Researchers captured data from over 5,000 adult patients at University of Michigan Health with the Analytic for Hemodynamic Instability. Developed at the U-M Weil Institute for Critical Care Research and Innovation, AHI is a software as a medical device designed to detect and predict changes in hemodynamic status in real-time using data from a single electrocardiogram lead.

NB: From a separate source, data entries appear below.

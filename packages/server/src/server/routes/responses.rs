//! Response Registry endpoints.

use axum::extract::{Extension, Path, Query};
use axum::http::StatusCode;
use axum::Json;
use serde::Deserialize;

use crate::common::{ActingUser, AppError, NeedId, Page, PageParams, ResponseId};
use crate::domains::responses::activities::{
    create_response, get_response, list_my_responses, list_responses_for_need, update_response,
    withdraw_response, CreateResponse, UpdateResponse,
};
use crate::domains::responses::models::{Response, ResponseStatus};
use crate::server::app::AppState;

#[derive(Debug, Default, Deserialize)]
pub struct MyResponsesQuery {
    /// Wire encoding: 0 = Pending, 1 = Accepted, 2 = Rejected, 3 = Withdrawn.
    pub status: Option<i16>,
    pub page: Option<i64>,
    pub page_size: Option<i64>,
}

pub async fn create_response_handler(
    Extension(state): Extension<AppState>,
    acting_user: ActingUser,
    Json(input): Json<CreateResponse>,
) -> Result<(StatusCode, Json<Response>), AppError> {
    let response = create_response(
        acting_user,
        input,
        state.config.reject_duplicate_responses,
        &state.db_pool,
    )
    .await?;
    Ok((StatusCode::CREATED, Json(response)))
}

pub async fn get_response_handler(
    Extension(state): Extension<AppState>,
    acting_user: ActingUser,
    Path(response_id): Path<ResponseId>,
) -> Result<Json<Response>, AppError> {
    let response = get_response(acting_user, response_id, &state.db_pool).await?;
    Ok(Json(response))
}

pub async fn update_response_handler(
    Extension(state): Extension<AppState>,
    acting_user: ActingUser,
    Path(response_id): Path<ResponseId>,
    Json(input): Json<UpdateResponse>,
) -> Result<Json<Response>, AppError> {
    let response = update_response(acting_user, response_id, input, &state.db_pool).await?;
    Ok(Json(response))
}

pub async fn withdraw_response_handler(
    Extension(state): Extension<AppState>,
    acting_user: ActingUser,
    Path(response_id): Path<ResponseId>,
) -> Result<StatusCode, AppError> {
    withdraw_response(acting_user, response_id, &state.db_pool).await?;
    Ok(StatusCode::NO_CONTENT)
}

/// Responses on one need, visible to the need's owner.
pub async fn list_need_responses_handler(
    Extension(state): Extension<AppState>,
    acting_user: ActingUser,
    Path(need_id): Path<NeedId>,
    Query(params): Query<PageParams>,
) -> Result<Json<Page<Response>>, AppError> {
    let page = list_responses_for_need(acting_user, need_id, params, &state.db_pool).await?;
    Ok(Json(page))
}

pub async fn list_my_responses_handler(
    Extension(state): Extension<AppState>,
    acting_user: ActingUser,
    Query(query): Query<MyResponsesQuery>,
) -> Result<Json<Page<Response>>, AppError> {
    let status = query
        .status
        .map(ResponseStatus::try_from)
        .transpose()
        .map_err(|e| AppError::Validation(e.to_string()))?;
    let params = PageParams {
        page: query.page,
        page_size: query.page_size,
    };

    let page = list_my_responses(acting_user, status, params, &state.db_pool).await?;
    Ok(Json(page))
}
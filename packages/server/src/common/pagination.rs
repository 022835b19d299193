//! Offset pagination for list endpoints.
//!
//! Listings take `page`/`page_size` query parameters and return the page
//! contents together with the total row count.

use serde::{Deserialize, Serialize};

const DEFAULT_PAGE_SIZE: i64 = 10;
const MAX_PAGE_SIZE: i64 = 100;

/// Raw pagination query parameters.
#[derive(Debug, Clone, Copy, Deserialize)]
pub struct PageParams {
    pub page: Option<i64>,
    pub page_size: Option<i64>,
}

impl Default for PageParams {
    fn default() -> Self {
        Self {
            page: None,
            page_size: None,
        }
    }
}

impl PageParams {
    /// Normalize to a 1-based page and a bounded page size.
    pub fn normalize(&self) -> (i64, i64) {
        let page = self.page.unwrap_or(1).max(1);
        let page_size = self
            .page_size
            .unwrap_or(DEFAULT_PAGE_SIZE)
            .clamp(1, MAX_PAGE_SIZE);
        (page, page_size)
    }

    /// SQL LIMIT value.
    pub fn limit(&self) -> i64 {
        self.normalize().1
    }

    /// SQL OFFSET value.
    pub fn offset(&self) -> i64 {
        let (page, page_size) = self.normalize();
        (page - 1) * page_size
    }
}

/// One page of results plus pagination metadata.
#[derive(Debug, Clone, Serialize)]
pub struct Page<T> {
    pub results: Vec<T>,
    pub total: i64,
    pub page: i64,
    pub page_size: i64,
    pub total_pages: i64,
}

impl<T> Page<T> {
    pub fn new(results: Vec<T>, total: i64, params: &PageParams) -> Self {
        let (page, page_size) = params.normalize();
        Self {
            results,
            total,
            page,
            page_size,
            total_pages: (total + page_size - 1) / page_size,
        }
    }

    /// Map page contents to another type, keeping the metadata.
    pub fn map<U>(self, f: impl FnMut(T) -> U) -> Page<U> {
        Page {
            results: self.results.into_iter().map(f).collect(),
            total: self.total,
            page: self.page,
            page_size: self.page_size,
            total_pages: self.total_pages,
        }
    }
}
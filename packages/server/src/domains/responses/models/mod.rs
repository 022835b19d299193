pub mod response;

pub use response::{Response, ResponseStatus};
mod accept_response;
mod reject_response;

pub use accept_response::accept_response;
pub use reject_response::reject_response;

use crate::common::error::is_transient;
use crate::common::{ActingUser, AppError, ResponseId};
use crate::domains::needs::models::Need;
use crate::domains::responses::models::Response;
use sqlx::PgPool;
use std::future::Future;
use tracing::warn;

/// Retry budget for transient serialization/lock failures before the error
/// is escalated to a Conflict.
const MAX_TRANSIENT_RETRIES: u32 = 3;

/// Precondition reads shared by accept and reject. No mutation happens here:
/// the response must exist and the caller must own the parent need.
pub(crate) async fn load_owned_response(
    acting_user: ActingUser,
    response_id: ResponseId,
    pool: &PgPool,
) -> Result<(Response, Need), AppError> {
    let response = Response::find_by_id(response_id, pool)
        .await?
        .ok_or_else(|| AppError::NotFound(format!("response {response_id} not found")))?;

    let need = Need::find_by_id(response.need_id, pool)
        .await?
        .ok_or_else(|| AppError::NotFound(format!("need {} not found", response.need_id)))?;

    if need.owner_id != acting_user.id {
        return Err(AppError::Permission(
            "only the need's owner may decide this response".into(),
        ));
    }

    Ok((response, need))
}

/// Run `op` with a bounded number of retries on transient storage failures
/// (SQLSTATE 40001/40P01). Exhausted retries escalate to Conflict: the
/// caller must re-fetch state rather than blindly retry.
pub(crate) async fn with_transient_retries<T, F, Fut>(
    op_name: &'static str,
    mut op: F,
) -> Result<T, AppError>
where
    F: FnMut() -> Fut,
    Fut: Future<Output = Result<T, sqlx::Error>>,
{
    let mut attempt = 0u32;
    loop {
        match op().await {
            Err(err) if is_transient(&err) => {
                attempt += 1;
                if attempt > MAX_TRANSIENT_RETRIES {
                    warn!(error = %err, op = op_name, "transient retries exhausted");
                    return Err(AppError::Conflict(
                        "storage contention, please re-fetch and retry".into(),
                    ));
                }
                warn!(error = %err, op = op_name, attempt, "transient storage failure, retrying");
            }
            Err(err) => return Err(err.into()),
            Ok(value) => return Ok(value),
        }
    }
}

/// Postgres unique_violation; the accept ledger insert surfaces this when a
/// racing transaction already matched the response.
pub(crate) fn is_unique_violation(err: &sqlx::Error) -> bool {
    match err {
        sqlx::Error::Database(db) => db.code().as_deref() == Some("23505"),
        _ => false,
    }
}
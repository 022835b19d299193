//! Identity extraction middleware.
//!
//! Identity and role determination live upstream (an identity collaborator /
//! gateway). It forwards the authenticated caller as `x-user-id` and
//! `x-user-role` headers; this middleware turns them into an [`ActingUser`]
//! in the request extensions. Requests without valid identity headers
//! continue unauthenticated and are rejected by handlers that require auth.

use axum::extract::{FromRequestParts, Request};
use axum::http::request::Parts;
use axum::http::HeaderMap;
use axum::middleware::Next;
use axum::response::Response;
use tracing::debug;

use crate::common::{ActingUser, AppError, Role, UserId};

pub async fn identity_middleware(mut request: Request, next: Next) -> Response {
    if let Some(user) = extract_acting_user(request.headers()) {
        debug!(user_id = %user.id, role = ?user.role, "authenticated request");
        request.extensions_mut().insert(user);
    } else {
        debug!("unauthenticated request");
    }

    next.run(request).await
}

fn extract_acting_user(headers: &HeaderMap) -> Option<ActingUser> {
    let id = headers.get("x-user-id")?.to_str().ok()?;
    let id = UserId::parse(id).ok()?;

    let role: Role = headers
        .get("x-user-role")
        .and_then(|v| v.to_str().ok())
        .unwrap_or("normal")
        .parse()
        .ok()?;

    Some(ActingUser::new(id, role))
}

#[axum::async_trait]
impl<S> FromRequestParts<S> for ActingUser
where
    S: Send + Sync,
{
    type Rejection = AppError;

    async fn from_request_parts(parts: &mut Parts, _state: &S) -> Result<Self, Self::Rejection> {
        parts
            .extensions
            .get::<ActingUser>()
            .copied()
            .ok_or_else(|| AppError::Permission("authentication required".into()))
    }
}

#[cfg(test)]
mod tests {
    use super::*;
    use axum::http::HeaderValue;
    use uuid::Uuid;

    fn headers(id: Option<&str>, role: Option<&str>) -> HeaderMap {
        let mut headers = HeaderMap::new();
        if let Some(id) = id {
            headers.insert("x-user-id", HeaderValue::from_str(id).unwrap());
        }
        if let Some(role) = role {
            headers.insert("x-user-role", HeaderValue::from_str(role).unwrap());
        }
        headers
    }

    #[test]
    fn extracts_user_with_role() {
        let id = Uuid::new_v4();
        let user = extract_acting_user(&headers(Some(&id.to_string()), Some("admin"))).unwrap();
        assert_eq!(user.id.into_uuid(), id);
        assert_eq!(user.role, Role::Admin);
    }

    #[test]
    fn role_defaults_to_normal() {
        let id = Uuid::new_v4();
        let user = extract_acting_user(&headers(Some(&id.to_string()), None)).unwrap();
        assert_eq!(user.role, Role::Normal);
    }

    #[test]
    fn rejects_missing_or_malformed_id() {
        assert!(extract_acting_user(&headers(None, Some("admin"))).is_none());
        assert!(extract_acting_user(&headers(Some("not-a-uuid"), None)).is_none());
    }

    #[test]
    fn rejects_unknown_role() {
        let id = Uuid::new_v4();
        assert!(extract_acting_user(&headers(Some(&id.to_string()), Some("root"))).is_none());
    }
}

The researchers compared the results against gold standard vital sign measurements of continuous heart rate and blood pressure measured by invasive arterial monitoring in several intensive care units to determine if the AHI could indicate hemodynamic instability in real-time.
They found that the AHI detected standard indications of hemodynamic instability, a combination of elevated heart rate and low blood pressure, with nearly 97% sensitivity and 79% specificity. The results are published in Critical Care Explorations (a Society of Critical Care Medicine journal).
The findings suggest that the AHI may be able to provide continuous dynamic monitoring capabilities in patients who traditionally have intermittent static vital sign measurements, says senior author Ben Bassin, M.D., director of the Joyce and Don Massey Family Foundation Emergency Critical Care Center, also known as EC3, and an associate professor of emergency medicine at U-M Medical School.
“AHI performs extremely well, and it functions in a way that we think may have transformative clinical utility,” Bassin said. “Most vital signs measurements are static, subject to human error, and require validation and interpretation. AHI is the opposite of that. It’s dynamic, produces a binary output of ‘stable’ or ‘unstable,’ and it may enable early martialing of resources to patients who may not have been on a clinician’s radar.”
Traditional vital signs have limitations, including limited accuracy in non-invasive monitoring and the fact that patients who are not at obvious risk for immediate deterioration may only be monitored periodically every 4-6 hours or longer. The AHI, which was approved by the United States Food and Drug Administration in 2021 and is licensed to Fifth Eye, Inc. (a U-M spinoff), was designed to address those limitations.
“The vision of AHI was born out of our continued inability to identify unstable patients and to predict when patients would become unstable, especially in settings where they cannot be intensively monitored, said co-author Kevin Ward, M.D., executive director of the Weil Institute and professor of emergency medicine and biomedical engineering at Michigan Medicine.
“AHI is ideally suited to be utilized with wearable monitors such as ECG patches, that could make any hospital bed, waiting room or other setting into a sophisticated monitoring environment. The implication of such a technology is that it has the potential to save lives not only in the hospital, but also at home, in the ambulance and on the battlefield.”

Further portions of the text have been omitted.